Problem statement: Please report how many lines of the following entries hold the word "impl", giving the number alone.

Dataset extract:
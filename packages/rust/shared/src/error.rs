//! Error types for PagePitch.
//!
//! Library crates use [`PagePitchError`] via `thiserror` for conditions that
//! abort a run (bad configuration, unreadable lead source, unresolvable
//! schema). Per-record failures are reported through each component's own
//! failure type instead. The CLI wraps this with `color-eyre`.

use std::path::PathBuf;

/// Top-level error type for fatal PagePitch operations.
#[derive(Debug, thiserror::Error)]
pub enum PagePitchError {
    /// Configuration loading or validation error.
    #[error("config error: {message}")]
    Config { message: String },

    /// Network/HTTP client setup error.
    #[error("network error: {0}")]
    Network(String),

    /// The tabular lead source could not be opened or read.
    #[error("ingest error: {message}")]
    Ingest { message: String },

    /// The lead source lacks one or more of the required columns.
    #[error("Could not find required columns: {}. Found columns: {found:?}", missing.join(", "))]
    MissingColumns {
        missing: Vec<&'static str>,
        found: Vec<String>,
    },

    /// Filesystem I/O error.
    #[error("I/O error at {path:?}: {source}")]
    Io {
        path: PathBuf,
        source: std::io::Error,
    },
}

/// Convenience alias used throughout the codebase.
pub type Result<T> = std::result::Result<T, PagePitchError>;

impl PagePitchError {
    /// Create a config error from any displayable message.
    pub fn config(msg: impl Into<String>) -> Self {
        Self::Config {
            message: msg.into(),
        }
    }

    /// Create an ingest error from any displayable message.
    pub fn ingest(msg: impl Into<String>) -> Self {
        Self::Ingest {
            message: msg.into(),
        }
    }

    /// Wrap a `std::io::Error` with a path for context.
    pub fn io(path: impl Into<PathBuf>, source: std::io::Error) -> Self {
        Self::Io {
            path: path.into(),
            source,
        }
    }
}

Output of the task: 4